Thirty to fifty percent of posttraumatic stress disorder (PTSD) patients do not respond to treatment. Understanding the neural mechanisms underlying treatment response could contribute to improve response rates. PTSD is often associated with decreased inhibition of fear responses in a safe environment. Importantly, the mechanism of effective treatment (psychotherapy) relies on inhibition and so-called contextual cue processing. Therefore, we investigate inhibition and contextual cue processing in the context of treatment. Forty-one male war veterans with PTSD and 22 healthy male war veterans (combat controls) were scanned twice with a 6- to 8-month interval, in which PTSD patients received treatment (psychotherapy). We distinguished treatment responders from nonresponders on the base of percentage symptom decrease. Inhibition and contextual cue processing were assessed with the stop-signal anticipation task. Behavioral and functional MRI measures were compared between PTSD patients and combat controls, and between responders and nonresponders using repeated measures analyses.
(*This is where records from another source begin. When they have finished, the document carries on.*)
//! Test assertion helpers.

use std::process::Output;

/// Assert that a command output was successful.
pub fn assert_success(output: &Output) {
    if !output.status.success() {
        let stderr = String::from_utf8_lossy(&output.stderr);
        panic!("Command failed:\n{}", stderr);
    }
}

/// Assert that a command output failed.
pub fn assert_failure(output: &Output) {
    assert!(
        !output.status.success(),
        "Expected command to fail but it succeeded"
    );
}

/// Get stdout as String.
pub fn stdout(output: &Output) -> String {
    String::from_utf8_lossy(&output.stdout).to_string()
}

/// Get stderr as String.
pub fn stderr(output: &Output) -> String {
    String::from_utf8_lossy(&output.stderr).to_string()
}

/// Assert stdout contains a string.
pub fn assert_stdout_contains(output: &Output, expected: &str) {
    let out = stdout(output);
    assert!(
        out.contains(expected),
        "stdout missing '{}', got: {}",
        expected,
        out
    );
}

/// Assert stderr contains a string.
pub fn assert_stderr_contains(output: &Output, expected: &str) {
    let err = stderr(output);
    assert!(
        err.contains(expected),
        "stderr missing '{}', got: {}",
        expected,
        err
    );
}

/// Assert neither stream mentions a string.
pub fn assert_output_excludes(output: &Output, excluded: &str) {
    let out = stdout(output);
    let err = stderr(output);
    assert!(
        !out.contains(excluded) && !err.contains(excluded),
        "output should not contain '{}', got stdout: {} stderr: {}",
        excluded,
        out,
        err
    );
}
PTSD patients showed behavioral and neural deficits in inhibition and contextual cue processing at both time points compared with combat controls. These deficits were unaffected by treatment; therefore, they likely represent vulnerability factors or scar aspects of PTSD. Second, responders showed increased pretreatment activation of the left inferior parietal lobe (IPL) during contextual cue processing compared with nonresponders. Moreover, left IPL activation predicted percentage symptom improvement. The IPL has an important role in contextual cue processing, and may therefore facilitate the effect of psychotherapy. Hence, increased left IPL activation may represent a potential predictive biomarker for PTSD treatment response.

Figures

Figure 1
Figure 1
Stop-signal anticipation task (SSAT). Three horizontal lines were displayed throughout the task. A bar moved in 1000 ms from the bottom line to the top. At 800 ms the bar reached the middle colored line and had to be stopped (Go trials, a). In a minority of the trials the bar stopped moving on its own before reaching the middle colored line, consequently, the stop response had to be withheld (stop trials, b). The color of the middle line indicated the stop-signal probability (c). For information on this task see Supplementary Materials and Methods S1 and van Rooij et al (2014); Zandbelt and Vink (2010).
Figure 2
Figure 2
Left inferior parietal lobe (IPL) activation in treatment responders and nonresponders. (a) Whole brain group analysis of contextual cue processing revealed a significant response group by time interaction. The significant cluster is displayed on a standardized brain (MRIcron). Left=left. (b) Mean activation levels of the left IPL plotted for each group pretreatment (T0) and posttreatment (T6). Error bars indicate the standard errors. (c) For each PTSD patient, mean left IPL activation level (T0) was plotted against percentage symptom reduction (based on decrease in CAPS score).